Kevser suyundan içti iktidara
geldim.
Efendiler sabah olunca kim ne
yana dağılırsa dağılsın. Dengesi bozulmuş doğanın, üst tabakası yanmış, ölü
bölgede yaşıyorum. Hafif kızarıklıklarla gün yüzüne çıkan sedef izi bırakıyor.
Ve sen gelmiyorsun, içi su dolu irin dolu keselerle yaşamayı bileceksin. Hatta
büzüşeceksin hiç kimsenin yaşamadığı topraklara, derin derin, ön yargıyı
dikerek daima şüphe biçeceksin çayırdan. Akıllanmak ne dersen, akıllı
görünebilme çabasından uzaklaşmak derim. Minicik mantosuna sarılmaktır ümidin.
Etrafta imha edilişin bölük pörçük hatırlana ama asla hatırlanmak istenmeyen
ipuçları var.bıraktığında kabuslara kaçışı, söz edersin doyasıya. Taleplerin
iyice azaldığında ilişkinin çok normal olduğunu varsayarak, daha fazla ailevi
neden ararsın. Bu direklerde sallandırılası hayat senindir ama aile başkasının.
Diğer araç gereçlerle ikiye bölsen de dünyayı, bölünmemişlik kısır döngüye
vatan olmuştur.

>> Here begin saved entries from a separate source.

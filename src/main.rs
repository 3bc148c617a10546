use anyhow::{Context, Result};
use std::path::Path;
use std::sync::{Arc, Mutex};
use tracing_subscriber::{layer::SubscriberExt, util::SubscriberInitExt};

use krabi_map::boundary::{self, BoundarySource, EmbeddedBoundarySource, FileBoundarySource};
use krabi_map::i18n::Translations;
use krabi_map::marker::SelectHandler;
use krabi_map::places::{Place, PlaceCatalog};
use krabi_map::server::events::{event_channel, publish, MapUpdate};
use krabi_map::server::state::AppState;
use krabi_map::server::start_server;
use krabi_map::settings::Settings;
use krabi_map::widget::{InfoCard, MapWidget, WidgetOptions};

fn load_catalog(settings: &Settings) -> Result<PlaceCatalog> {
    match &settings.places_file {
        Some(path) => PlaceCatalog::load_from_file(Path::new(path))
            .with_context(|| format!("Failed to load places from {}", path)),
        None => Ok(PlaceCatalog::default()),
    }
}

fn boundary_source(settings: &Settings) -> Arc<dyn BoundarySource> {
    match &settings.boundary_file {
        Some(path) => Arc::new(FileBoundarySource::new(path)),
        None => Arc::new(EmbeddedBoundarySource::default()),
    }
}

#[tokio::main]
async fn main() -> Result<()> {
    tracing_subscriber::registry()
        .with(
            tracing_subscriber::EnvFilter::try_from_default_env()
                .unwrap_or_else(|_| "krabi_map=info,tower_http=info".into()),
        )
        .with(tracing_subscriber::fmt::layer())
        .init();

    tracing::info!("Krabi Map v{} starting", env!("CARGO_PKG_VERSION"));

    let settings_path = Settings::config_path();
    let settings = Settings::load().context("Failed to load settings")?;
    tracing::info!("Settings: {}", settings_path.display());

    let catalog = load_catalog(&settings)?;
    let translations = Translations::load_embedded().context("Failed to load translations")?;
    let boundary = boundary_source(&settings);
    let event_sender = event_channel();

    let selected_sender = event_sender.clone();
    let on_select: SelectHandler = Arc::new(move |place: &Place| {
        tracing::info!(place = %place.id, "place selected");
        publish(&selected_sender, MapUpdate::Selected(InfoCard::from(place)));
    });

    let options = WidgetOptions {
        cluster: settings.cluster_options(),
        ..WidgetOptions::default()
    };
    let widget = Arc::new(Mutex::new(MapWidget::mount(catalog, options, Some(on_select))));

    let frame_sender = event_sender.clone();
    boundary::spawn_load(widget.clone(), boundary.clone(), move |widget| {
        publish(&frame_sender, MapUpdate::Frame(widget.take_frame()));
    });

    let port = settings.port;
    let auto_open_browser = settings.auto_open_browser;
    let app_state = AppState {
        widget,
        settings: Arc::new(Mutex::new(settings)),
        settings_path: Some(settings_path),
        translations: Arc::new(translations),
        boundary,
        event_sender,
    };

    start_server(app_state, port, auto_open_browser).await
}
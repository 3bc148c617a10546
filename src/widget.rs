//! The map widget: owns the view, the cluster group, the visible markers and
//! the active selection, and turns browser events into frames.
//!
//! Interaction states: `Idle`, `Flying` (a fly-to is animating in the
//! browser; ends with the next zoom-end/move-end) and `Spiderfied` (a cluster
//! at max zoom is fanned out; cleared by the next recompute or a click on the
//! empty map).

use anyhow::Result;
use serde::{Deserialize, Serialize};

use crate::boundary::{BoundaryStyle, MountGuard};
use crate::cluster::{Cluster, ClusterGroup, ClusterOptions};
use crate::constants::{
    BOUNDARY_PAD, CARD_FIT_MAX_ZOOM, CARD_PADDING_BOTTOM_RIGHT, CARD_PADDING_TOP_LEFT,
    CLUSTER_FLY_DURATION, CLUSTER_ZOOM_STEP, FALLBACK_BOUNDS, MARKER_FLY_DURATION,
    MARKER_MIN_ZOOM, SINGLE_FOCUS_DURATION, SINGLE_FOCUS_ZOOM,
};
use crate::geo::{LatLng, LatLngBounds, Point};
use crate::geojson::FeatureCollection;
use crate::map_view::{FitOptions, MapEventKind, MapOptions, MapView, ViewCommand, ViewState};
use crate::marker::{Marker, SelectHandler};
use crate::places::{CategoryFilter, Place, PlaceCatalog};
use crate::render::{render_clusters, RenderedLayer};
use crate::spiderfy::SpiderLayer;

#[derive(Debug, Clone, Default)]
pub struct WidgetOptions {
    pub map: MapOptions,
    pub cluster: ClusterOptions,
}

#[derive(Debug, Clone, Copy, PartialEq, Default, Serialize)]
#[serde(tag = "state", rename_all = "snake_case")]
pub enum Interaction {
    #[default]
    Idle,
    Flying { target: LatLng, zoom: f64 },
    Spiderfied { cluster: usize },
}

/// Events reported by the browser map.
#[derive(Debug, Clone, PartialEq, Serialize, Deserialize)]
#[serde(tag = "type", rename_all = "snake_case")]
pub enum MapEvent {
    Resize { width: f64, height: f64 },
    ZoomEnd { center: LatLng, zoom: f64 },
    MoveEnd { center: LatLng, zoom: f64 },
    ClusterClick { generation: u64, index: usize },
    MarkerClick { place_id: String },
    MapClick,
    FilterChange { category: CategoryFilter },
}

#[derive(Debug, Clone, PartialEq, Serialize)]
#[serde(rename_all = "camelCase")]
pub struct InfoCard {
    pub place_id: String,
    pub highlight_tag: String,
    pub name: String,
    pub short_description: String,
}

impl From<&Place> for InfoCard {
    fn from(place: &Place) -> Self {
        InfoCard {
            place_id: place.id.clone(),
            highlight_tag: place.highlight_tag.clone(),
            name: place.name.clone(),
            short_description: place.short_description.clone(),
        }
    }
}

#[derive(Debug, Clone, PartialEq, Default, Serialize)]
#[serde(tag = "status", rename_all = "snake_case")]
pub enum BoundaryState {
    #[default]
    Pending,
    Loaded {
        feature_count: usize,
        bounds: Option<LatLngBounds>,
        style: BoundaryStyle,
    },
    Fallback {
        bounds: LatLngBounds,
    },
}

/// Everything the browser needs to draw the map after one event.
#[derive(Debug, Clone, Serialize)]
pub struct MapFrame {
    pub generation: u64,
    pub mounted: bool,
    pub view: ViewState,
    pub filter: CategoryFilter,
    pub interaction: Interaction,
    pub layers: Vec<RenderedLayer>,
    pub spider: Option<SpiderLayer>,
    pub active: Option<InfoCard>,
    pub boundary: BoundaryState,
    pub commands: Vec<ViewCommand>,
}

pub fn fallback_bounds() -> LatLngBounds {
    LatLngBounds::new(FALLBACK_BOUNDS[0].into(), FALLBACK_BOUNDS[1].into())
}

fn card_fit_options() -> FitOptions {
    FitOptions {
        padding_top_left: Point::new(CARD_PADDING_TOP_LEFT.0, CARD_PADDING_TOP_LEFT.1),
        padding_bottom_right: Point::new(CARD_PADDING_BOTTOM_RIGHT.0, CARD_PADDING_BOTTOM_RIGHT.1),
        max_zoom: Some(CARD_FIT_MAX_ZOOM),
    }
}

pub struct MapWidget {
    catalog: PlaceCatalog,
    map: MapView,
    group: ClusterGroup,
    markers: Vec<Marker>,
    filter: CategoryFilter,
    active: Option<String>,
    interaction: Interaction,
    boundary: BoundaryState,
    on_select: Option<SelectHandler>,
    guard: MountGuard,
    pending: Vec<ViewCommand>,
}

impl MapWidget {
    /// Creates the map view, attaches the cluster group and shows every place.
    pub fn mount(
        catalog: PlaceCatalog,
        options: WidgetOptions,
        on_select: Option<SelectHandler>,
    ) -> Self {
        let mut map = MapView::new(options.map);
        let mut group = ClusterGroup::new(options.cluster);
        group.add_to(&mut map);

        let active = catalog.all().first().map(|p| p.id.clone());
        let mut widget = MapWidget {
            catalog,
            map,
            group,
            markers: Vec::new(),
            filter: CategoryFilter::All,
            active,
            interaction: Interaction::Idle,
            boundary: BoundaryState::Pending,
            on_select,
            guard: MountGuard::new(),
            pending: Vec::new(),
        };
        widget.apply_filter(CategoryFilter::All);

        tracing::info!(
            places = widget.catalog.len(),
            zoom = widget.map.zoom(),
            "map widget mounted"
        );
        widget
    }

    /// Detaches the cluster group and destroys the view. Safe to call twice.
    pub fn unmount(&mut self) {
        if !self.guard.is_mounted() {
            return;
        }
        self.guard.release();
        self.group.remove(&mut self.map);
        self.map.destroy();
        self.markers.clear();
        self.pending.clear();
        self.interaction = Interaction::Idle;
        tracing::info!("map widget unmounted");
    }

    pub fn is_mounted(&self) -> bool {
        self.guard.is_mounted()
    }

    pub fn mount_guard(&self) -> MountGuard {
        self.guard.clone()
    }

    pub fn catalog(&self) -> &PlaceCatalog {
        &self.catalog
    }

    pub fn view(&self) -> &MapView {
        &self.map
    }

    pub fn filter(&self) -> CategoryFilter {
        self.filter
    }

    pub fn interaction(&self) -> Interaction {
        self.interaction
    }

    pub fn boundary(&self) -> &BoundaryState {
        &self.boundary
    }

    pub fn markers(&self) -> &[Marker] {
        &self.markers
    }

    pub fn clusters(&self) -> &[Cluster] {
        self.group.clusters()
    }

    pub fn spider(&self) -> Option<&SpiderLayer> {
        self.group.spider()
    }

    pub fn generation(&self) -> u64 {
        self.group.generation()
    }

    pub fn active_place(&self) -> Option<&Place> {
        self.active.as_deref().and_then(|id| self.catalog.get(id))
    }

    /// Applies one event and returns the resulting frame. Events after
    /// unmount are ignored.
    pub fn handle(&mut self, event: MapEvent) -> MapFrame {
        if !self.is_mounted() {
            tracing::warn!(?event, "event for unmounted map widget ignored");
            return self.take_frame();
        }

        match event {
            MapEvent::Resize { width, height } => {
                self.map.set_size(width, height);
                self.recompute();
            }
            MapEvent::ZoomEnd { center, zoom } => self.view_changed(MapEventKind::ZoomEnd, center, zoom),
            MapEvent::MoveEnd { center, zoom } => self.view_changed(MapEventKind::MoveEnd, center, zoom),
            MapEvent::ClusterClick { generation, index } => {
                if let Err(e) = self.cluster_click(generation, index) {
                    tracing::warn!("cluster click ignored: {e}");
                }
            }
            MapEvent::MarkerClick { place_id } => {
                if let Err(e) = self.select_place(&place_id) {
                    tracing::warn!("marker click ignored: {e}");
                }
            }
            MapEvent::MapClick => {
                if self.group.unspiderfy() {
                    self.interaction = Interaction::Idle;
                }
            }
            MapEvent::FilterChange { category } => self.apply_filter(category),
        }

        self.take_frame()
    }

    fn view_changed(&mut self, kind: MapEventKind, center: LatLng, zoom: f64) {
        self.map.set_view(center, zoom);
        self.interaction = Interaction::Idle;
        if self.group.listens_to(&self.map, kind) {
            self.recompute();
        }
    }

    fn recompute(&mut self) {
        self.group.rebuild(&self.map, &self.markers);
        if matches!(self.interaction, Interaction::Spiderfied { .. }) {
            self.interaction = Interaction::Idle;
        }
    }

    fn cluster_click(&mut self, generation: u64, index: usize) -> Result<()> {
        if generation != self.group.generation() {
            anyhow::bail!(
                "stale frame {generation} (current {})",
                self.group.generation()
            );
        }
        let (centroid, first_member, singleton) = self
            .group
            .clusters()
            .get(index)
            .map(|c| (c.centroid, c.members[0], c.is_singleton()))
            .ok_or_else(|| anyhow::anyhow!("no cluster {index} in frame {generation}"))?;

        if singleton {
            let place_id = self.markers[first_member].place_id.clone();
            return self.select_place(&place_id);
        }

        let zoom = self.map.zoom();
        let max_zoom = self.map.max_zoom();
        if zoom < max_zoom {
            let target = self.map.layer_point_to_lat_lng(centroid);
            let target_zoom = (zoom + CLUSTER_ZOOM_STEP).min(max_zoom);
            let command = self.map.fly_to(target, target_zoom, CLUSTER_FLY_DURATION);
            self.pending.push(command);
            self.recompute();
            self.interaction = Interaction::Flying {
                target: self.map.center(),
                zoom: self.map.zoom(),
            };
        } else if self.group.spiderfy(&self.map, index, &self.markers).is_some() {
            self.interaction = Interaction::Spiderfied { cluster: index };
        }
        Ok(())
    }

    /// Makes `place_id` the active place, flies to it and fires its marker's select slot.
    pub fn select_place(&mut self, place_id: &str) -> Result<()> {
        let marker = self
            .markers
            .iter()
            .find(|m| m.place_id == place_id)
            .cloned()
            .ok_or_else(|| anyhow::anyhow!("place '{place_id}' is not visible"))?;
        let place = self
            .catalog
            .get(place_id)
            .cloned()
            .ok_or_else(|| anyhow::anyhow!("unknown place '{place_id}'"))?;

        self.active = Some(place.id.clone());
        let zoom = self.map.zoom().max(MARKER_MIN_ZOOM);
        let command = self.map.fly_to(place.position(), zoom, MARKER_FLY_DURATION);
        self.pending.push(command);
        self.recompute();
        self.interaction = Interaction::Flying {
            target: self.map.center(),
            zoom: self.map.zoom(),
        };

        marker.select(&place);
        tracing::debug!(place = %place.id, "place selected");
        Ok(())
    }

    /// Replaces the visible marker set and refits the view.
    pub fn apply_filter(&mut self, filter: CategoryFilter) {
        self.filter = filter;
        let visible: Vec<Place> = self.catalog.filtered(filter).into_iter().cloned().collect();
        self.markers = visible
            .iter()
            .map(|place| Marker::new(place, self.on_select.clone()))
            .collect();

        let still_visible = self
            .active
            .as_deref()
            .is_some_and(|id| visible.iter().any(|p| p.id == id));
        if !still_visible {
            self.active = visible.first().map(|p| p.id.clone());
        }

        let all_bounds = self.catalog.bounds();
        let fit = card_fit_options();
        match (filter, visible.as_slice()) {
            (CategoryFilter::All, _) => {
                if let Some(bounds) = all_bounds {
                    self.pending.push(self.map.fit_bounds(&bounds, fit));
                }
            }
            (_, []) => {}
            (_, [only]) => {
                self.pending.push(self.map.fly_to(
                    only.position(),
                    SINGLE_FOCUS_ZOOM,
                    SINGLE_FOCUS_DURATION,
                ));
                if let Some(bounds) = all_bounds {
                    self.pending.push(self.map.fit_bounds(&bounds, fit));
                }
            }
            (_, many) => {
                if let Some(bounds) = LatLngBounds::from_points(many.iter().map(Place::position)) {
                    self.pending.push(self.map.fit_bounds(&bounds, fit));
                }
            }
        }

        self.interaction = Interaction::Idle;
        self.recompute();
        tracing::debug!(filter = %filter, visible = self.markers.len(), "category filter applied");
    }

    /// Applies a finished boundary load. Failures fall back to the fixed box.
    pub fn apply_boundary(&mut self, result: Result<FeatureCollection>) {
        if !self.is_mounted() {
            return;
        }

        match result {
            Ok(collection) => {
                let bounds = collection.bounds();
                let target = bounds
                    .map(|b| b.pad(BOUNDARY_PAD))
                    .unwrap_or_else(fallback_bounds);
                self.pending.push(self.map.fit_bounds(&target, FitOptions::default()));
                self.boundary = BoundaryState::Loaded {
                    feature_count: collection.features.len(),
                    bounds,
                    style: BoundaryStyle::default(),
                };
            }
            Err(e) => {
                tracing::debug!("boundary overlay unavailable, using fallback bounds: {e:#}");
                let bounds = fallback_bounds();
                self.pending.push(self.map.fit_bounds(&bounds, FitOptions::default()));
                self.boundary = BoundaryState::Fallback { bounds };
            }
        }
        self.recompute();
    }

    /// Snapshot of the current state, without draining pending view commands.
    pub fn frame(&self) -> MapFrame {
        self.build_frame(Vec::new())
    }

    /// Snapshot of the current state carrying the view commands issued since the last frame.
    pub fn take_frame(&mut self) -> MapFrame {
        let commands = std::mem::take(&mut self.pending);
        self.build_frame(commands)
    }

    fn build_frame(&self, commands: Vec<ViewCommand>) -> MapFrame {
        let layers = if self.is_mounted() {
            render_clusters(
                &self.map,
                self.group.clusters(),
                &self.markers,
                self.filter,
                self.active.as_deref(),
            )
        } else {
            Vec::new()
        };

        MapFrame {
            generation: self.group.generation(),
            mounted: self.is_mounted(),
            view: self.map.state(),
            filter: self.filter,
            interaction: self.interaction,
            layers,
            spider: self.group.spider().cloned(),
            active: self.active_place().map(InfoCard::from),
            boundary: self.boundary.clone(),
            commands,
        }
    }
}

impl Drop for MapWidget {
    fn drop(&mut self) {
        self.unmount();
    }
}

Güncel denemeler kime yar olacaksa olsun artık kökeninde mülk
sorunu var nasılsa. Ben kevser suyundan içtim, iktidardan oldum.
Doğruları korumak adına özür
diliyorum. Sakın korktuğumu sanma. Yaralar nasıl sarılacak bilemiyorum. Af
dileyişim ondan. Yılların ardından eski dost buluşması sevinçleri yaşamak
istiyorum artık. Ne yapacağı belli olmayan meydan okur tavrı bitmiş, darbeci
bira baş ağrısına tutulmuş dostlarımla kucaklaşmak. Geri döndüklerinde
iktidardayım, hala ordayım demek. Müthiş dokunaklı bir söylevden sonra ilk
askeri darbe ne zamandı diye sormak, sıra dışı devam etmek sonra; boş yere
rahatsızlandım. Öksürüklerle tıkandım. Boğazım zedelendi. Sinirlerim gergin ucu
iltihaplı, şurubumdan içtim, ilaç draje draje. Hemşireye delice bağlandım,
güçlükle yürüyordum. Bir imsak vakti şehir şehir avare dolandım, zihnim
yolculuğa çıktı. Sonra geri dönmeyişleri sorguladım. Cevaplar ıssız bir
adadaydı. Kendimi ona adadım, vahşi ormanların güzalliğine, mavi göllerin
gizemine hayran kaldım. Süs kabullendim erkek kılığında dolaşmayı. Gücenmeden,
güçlük çekmeden üstesinden geldim güçlüklerin. Tuhaftı herşey, bu boyut bakırdı.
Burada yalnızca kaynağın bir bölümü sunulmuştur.